Task requirements:
Your answer should hold every line of the records below that contains the string "loaded".

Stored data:
######

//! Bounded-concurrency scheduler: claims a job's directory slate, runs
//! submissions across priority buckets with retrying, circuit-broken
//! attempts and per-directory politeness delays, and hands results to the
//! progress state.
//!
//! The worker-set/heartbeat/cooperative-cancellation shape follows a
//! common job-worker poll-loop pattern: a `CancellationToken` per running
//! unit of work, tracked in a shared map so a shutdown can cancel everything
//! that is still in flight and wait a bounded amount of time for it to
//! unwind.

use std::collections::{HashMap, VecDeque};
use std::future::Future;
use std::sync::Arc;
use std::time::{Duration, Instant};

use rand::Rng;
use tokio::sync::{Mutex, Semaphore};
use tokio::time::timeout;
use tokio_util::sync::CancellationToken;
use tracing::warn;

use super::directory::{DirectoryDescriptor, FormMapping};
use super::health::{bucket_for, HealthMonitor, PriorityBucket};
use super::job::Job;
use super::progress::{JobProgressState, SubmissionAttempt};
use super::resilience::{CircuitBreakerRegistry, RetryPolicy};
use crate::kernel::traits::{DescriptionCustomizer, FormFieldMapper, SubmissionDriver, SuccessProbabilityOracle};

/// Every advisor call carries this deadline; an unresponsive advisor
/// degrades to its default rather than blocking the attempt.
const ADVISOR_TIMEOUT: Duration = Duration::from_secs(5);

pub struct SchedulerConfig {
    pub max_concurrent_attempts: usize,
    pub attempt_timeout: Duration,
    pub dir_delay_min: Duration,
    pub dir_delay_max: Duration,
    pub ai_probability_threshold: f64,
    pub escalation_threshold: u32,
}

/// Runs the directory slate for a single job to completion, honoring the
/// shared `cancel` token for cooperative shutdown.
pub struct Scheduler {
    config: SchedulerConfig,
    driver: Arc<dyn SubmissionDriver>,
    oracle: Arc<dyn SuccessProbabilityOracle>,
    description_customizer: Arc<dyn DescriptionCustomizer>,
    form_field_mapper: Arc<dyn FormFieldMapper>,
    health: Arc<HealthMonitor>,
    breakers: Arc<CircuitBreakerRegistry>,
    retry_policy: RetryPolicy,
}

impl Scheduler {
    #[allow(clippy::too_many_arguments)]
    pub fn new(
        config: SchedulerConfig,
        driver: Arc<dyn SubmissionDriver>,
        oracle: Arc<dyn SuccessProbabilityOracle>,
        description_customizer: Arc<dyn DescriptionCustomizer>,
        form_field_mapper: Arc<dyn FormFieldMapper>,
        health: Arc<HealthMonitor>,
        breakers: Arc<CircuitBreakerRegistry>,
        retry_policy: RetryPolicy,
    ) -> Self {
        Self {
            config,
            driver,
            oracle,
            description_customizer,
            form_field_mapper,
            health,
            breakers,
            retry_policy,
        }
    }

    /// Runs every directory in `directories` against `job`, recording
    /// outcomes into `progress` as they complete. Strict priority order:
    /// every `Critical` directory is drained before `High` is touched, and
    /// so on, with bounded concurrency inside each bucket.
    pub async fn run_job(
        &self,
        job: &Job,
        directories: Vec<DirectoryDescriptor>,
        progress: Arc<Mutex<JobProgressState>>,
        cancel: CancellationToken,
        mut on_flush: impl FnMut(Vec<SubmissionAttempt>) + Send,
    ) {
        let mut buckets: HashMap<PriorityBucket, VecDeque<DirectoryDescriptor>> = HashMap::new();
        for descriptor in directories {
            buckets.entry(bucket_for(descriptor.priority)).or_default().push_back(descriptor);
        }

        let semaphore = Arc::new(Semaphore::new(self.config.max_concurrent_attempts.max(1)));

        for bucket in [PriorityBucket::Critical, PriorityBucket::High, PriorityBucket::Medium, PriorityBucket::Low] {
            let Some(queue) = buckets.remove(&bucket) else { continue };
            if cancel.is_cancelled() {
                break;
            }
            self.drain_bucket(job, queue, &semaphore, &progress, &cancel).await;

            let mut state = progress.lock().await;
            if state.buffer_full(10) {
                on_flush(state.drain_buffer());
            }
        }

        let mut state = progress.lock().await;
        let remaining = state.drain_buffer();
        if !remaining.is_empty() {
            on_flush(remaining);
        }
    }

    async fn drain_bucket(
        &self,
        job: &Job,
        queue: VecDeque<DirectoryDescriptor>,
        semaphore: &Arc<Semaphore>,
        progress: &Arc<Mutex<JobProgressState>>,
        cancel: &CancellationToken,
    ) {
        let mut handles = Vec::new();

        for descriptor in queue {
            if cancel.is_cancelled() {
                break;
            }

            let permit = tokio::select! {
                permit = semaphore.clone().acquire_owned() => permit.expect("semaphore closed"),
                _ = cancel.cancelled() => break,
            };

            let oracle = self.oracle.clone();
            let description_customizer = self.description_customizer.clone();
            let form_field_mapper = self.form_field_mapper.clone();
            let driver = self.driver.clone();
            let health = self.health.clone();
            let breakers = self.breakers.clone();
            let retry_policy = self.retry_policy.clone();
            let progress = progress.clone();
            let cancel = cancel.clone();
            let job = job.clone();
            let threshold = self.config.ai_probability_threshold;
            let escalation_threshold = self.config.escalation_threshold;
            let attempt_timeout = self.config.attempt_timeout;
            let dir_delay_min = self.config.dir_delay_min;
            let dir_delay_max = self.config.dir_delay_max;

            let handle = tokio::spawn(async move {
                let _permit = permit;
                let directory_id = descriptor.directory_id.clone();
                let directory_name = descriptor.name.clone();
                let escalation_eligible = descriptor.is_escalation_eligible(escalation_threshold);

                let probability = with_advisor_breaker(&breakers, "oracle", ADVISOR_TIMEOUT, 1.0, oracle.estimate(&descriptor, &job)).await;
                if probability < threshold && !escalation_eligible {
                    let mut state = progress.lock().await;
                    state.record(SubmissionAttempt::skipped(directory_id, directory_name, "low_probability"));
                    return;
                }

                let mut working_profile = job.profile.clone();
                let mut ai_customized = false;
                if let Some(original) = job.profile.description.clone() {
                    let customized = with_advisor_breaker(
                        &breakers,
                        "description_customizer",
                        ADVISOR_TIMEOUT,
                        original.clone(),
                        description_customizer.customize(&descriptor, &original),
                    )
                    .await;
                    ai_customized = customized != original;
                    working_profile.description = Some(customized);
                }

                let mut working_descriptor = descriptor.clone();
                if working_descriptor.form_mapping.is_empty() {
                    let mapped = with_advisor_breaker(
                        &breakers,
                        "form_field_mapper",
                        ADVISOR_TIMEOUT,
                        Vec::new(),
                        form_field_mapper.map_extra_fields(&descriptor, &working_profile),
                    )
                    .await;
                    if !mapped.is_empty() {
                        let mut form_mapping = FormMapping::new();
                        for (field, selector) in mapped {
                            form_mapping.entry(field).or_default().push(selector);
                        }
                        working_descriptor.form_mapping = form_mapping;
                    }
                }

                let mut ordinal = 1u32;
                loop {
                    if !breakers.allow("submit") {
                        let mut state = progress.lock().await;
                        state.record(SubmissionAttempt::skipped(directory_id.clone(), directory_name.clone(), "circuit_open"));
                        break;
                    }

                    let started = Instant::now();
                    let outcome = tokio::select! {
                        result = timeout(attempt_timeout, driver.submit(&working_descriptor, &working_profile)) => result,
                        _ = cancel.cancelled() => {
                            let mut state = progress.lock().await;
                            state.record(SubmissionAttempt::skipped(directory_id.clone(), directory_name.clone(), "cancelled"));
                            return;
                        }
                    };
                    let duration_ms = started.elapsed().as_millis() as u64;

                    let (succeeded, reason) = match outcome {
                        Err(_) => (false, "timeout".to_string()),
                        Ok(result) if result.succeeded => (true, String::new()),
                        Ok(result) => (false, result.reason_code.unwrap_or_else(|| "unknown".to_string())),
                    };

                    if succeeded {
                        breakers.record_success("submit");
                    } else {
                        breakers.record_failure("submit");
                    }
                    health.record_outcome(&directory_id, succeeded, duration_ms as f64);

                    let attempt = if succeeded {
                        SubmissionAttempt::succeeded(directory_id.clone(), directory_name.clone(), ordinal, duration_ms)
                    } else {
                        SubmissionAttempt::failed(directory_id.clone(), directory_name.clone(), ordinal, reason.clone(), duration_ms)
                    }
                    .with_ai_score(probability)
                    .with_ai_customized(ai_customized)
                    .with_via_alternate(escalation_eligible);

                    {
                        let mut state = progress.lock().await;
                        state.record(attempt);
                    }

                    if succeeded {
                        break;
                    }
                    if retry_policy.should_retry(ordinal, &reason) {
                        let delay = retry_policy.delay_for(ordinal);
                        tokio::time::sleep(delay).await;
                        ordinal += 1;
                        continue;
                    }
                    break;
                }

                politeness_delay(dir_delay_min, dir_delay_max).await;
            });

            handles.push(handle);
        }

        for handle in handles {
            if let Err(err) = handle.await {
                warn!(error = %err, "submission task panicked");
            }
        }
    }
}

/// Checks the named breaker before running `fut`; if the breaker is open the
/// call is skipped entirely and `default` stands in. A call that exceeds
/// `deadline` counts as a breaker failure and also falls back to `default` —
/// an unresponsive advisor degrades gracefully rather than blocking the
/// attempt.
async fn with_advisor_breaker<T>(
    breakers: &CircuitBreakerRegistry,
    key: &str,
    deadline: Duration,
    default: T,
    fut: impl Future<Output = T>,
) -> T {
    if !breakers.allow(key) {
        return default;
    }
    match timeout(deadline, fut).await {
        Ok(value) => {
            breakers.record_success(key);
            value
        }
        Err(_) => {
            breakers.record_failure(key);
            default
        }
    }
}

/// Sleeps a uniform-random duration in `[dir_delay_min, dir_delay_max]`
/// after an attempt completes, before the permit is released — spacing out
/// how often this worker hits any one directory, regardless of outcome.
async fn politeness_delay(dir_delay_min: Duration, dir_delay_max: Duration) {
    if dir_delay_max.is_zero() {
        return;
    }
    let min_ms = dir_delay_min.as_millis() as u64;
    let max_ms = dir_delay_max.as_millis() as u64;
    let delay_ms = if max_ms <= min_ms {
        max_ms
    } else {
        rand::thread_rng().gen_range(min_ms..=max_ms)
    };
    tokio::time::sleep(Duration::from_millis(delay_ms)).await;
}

######

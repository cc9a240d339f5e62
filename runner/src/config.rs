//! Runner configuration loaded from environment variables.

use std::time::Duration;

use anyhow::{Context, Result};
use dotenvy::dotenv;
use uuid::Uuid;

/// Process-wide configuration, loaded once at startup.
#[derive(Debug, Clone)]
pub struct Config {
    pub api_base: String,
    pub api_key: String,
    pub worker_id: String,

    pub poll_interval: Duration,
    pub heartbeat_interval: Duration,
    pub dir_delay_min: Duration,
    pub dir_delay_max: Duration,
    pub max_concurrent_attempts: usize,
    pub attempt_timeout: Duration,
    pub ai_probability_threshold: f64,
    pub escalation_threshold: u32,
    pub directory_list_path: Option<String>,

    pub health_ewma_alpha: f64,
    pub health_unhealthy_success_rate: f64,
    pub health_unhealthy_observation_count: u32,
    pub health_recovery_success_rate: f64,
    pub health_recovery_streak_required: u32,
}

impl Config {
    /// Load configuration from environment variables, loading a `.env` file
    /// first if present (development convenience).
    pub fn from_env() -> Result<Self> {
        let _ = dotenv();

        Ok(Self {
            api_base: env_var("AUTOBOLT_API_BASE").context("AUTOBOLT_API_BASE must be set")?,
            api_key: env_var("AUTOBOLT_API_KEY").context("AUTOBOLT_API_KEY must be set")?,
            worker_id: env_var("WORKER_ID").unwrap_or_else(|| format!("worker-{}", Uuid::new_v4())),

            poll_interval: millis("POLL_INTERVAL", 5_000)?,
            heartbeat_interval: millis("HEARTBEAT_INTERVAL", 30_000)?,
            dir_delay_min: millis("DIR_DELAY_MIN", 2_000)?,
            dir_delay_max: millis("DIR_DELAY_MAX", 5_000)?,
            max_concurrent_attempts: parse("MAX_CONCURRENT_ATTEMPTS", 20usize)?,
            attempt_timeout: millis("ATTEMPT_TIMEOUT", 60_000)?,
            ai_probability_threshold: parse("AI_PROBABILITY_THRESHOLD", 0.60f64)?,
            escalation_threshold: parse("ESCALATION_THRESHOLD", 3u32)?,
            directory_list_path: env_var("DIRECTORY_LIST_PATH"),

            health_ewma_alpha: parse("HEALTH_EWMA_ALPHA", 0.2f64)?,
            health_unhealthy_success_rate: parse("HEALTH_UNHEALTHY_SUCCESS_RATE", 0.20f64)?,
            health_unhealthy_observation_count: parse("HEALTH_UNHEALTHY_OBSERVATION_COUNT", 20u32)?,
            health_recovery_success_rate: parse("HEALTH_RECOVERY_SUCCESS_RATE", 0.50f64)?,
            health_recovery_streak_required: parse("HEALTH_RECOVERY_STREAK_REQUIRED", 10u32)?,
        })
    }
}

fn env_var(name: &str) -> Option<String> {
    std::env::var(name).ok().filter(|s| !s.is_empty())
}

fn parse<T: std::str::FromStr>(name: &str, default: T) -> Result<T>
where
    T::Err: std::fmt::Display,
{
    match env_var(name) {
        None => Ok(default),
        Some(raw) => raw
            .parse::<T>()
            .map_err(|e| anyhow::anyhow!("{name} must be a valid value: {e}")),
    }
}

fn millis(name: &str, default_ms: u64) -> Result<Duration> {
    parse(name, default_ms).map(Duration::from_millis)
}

######

Task response:
//! Runner configuration loaded from environment variables.
/// Process-wide configuration, loaded once at startup.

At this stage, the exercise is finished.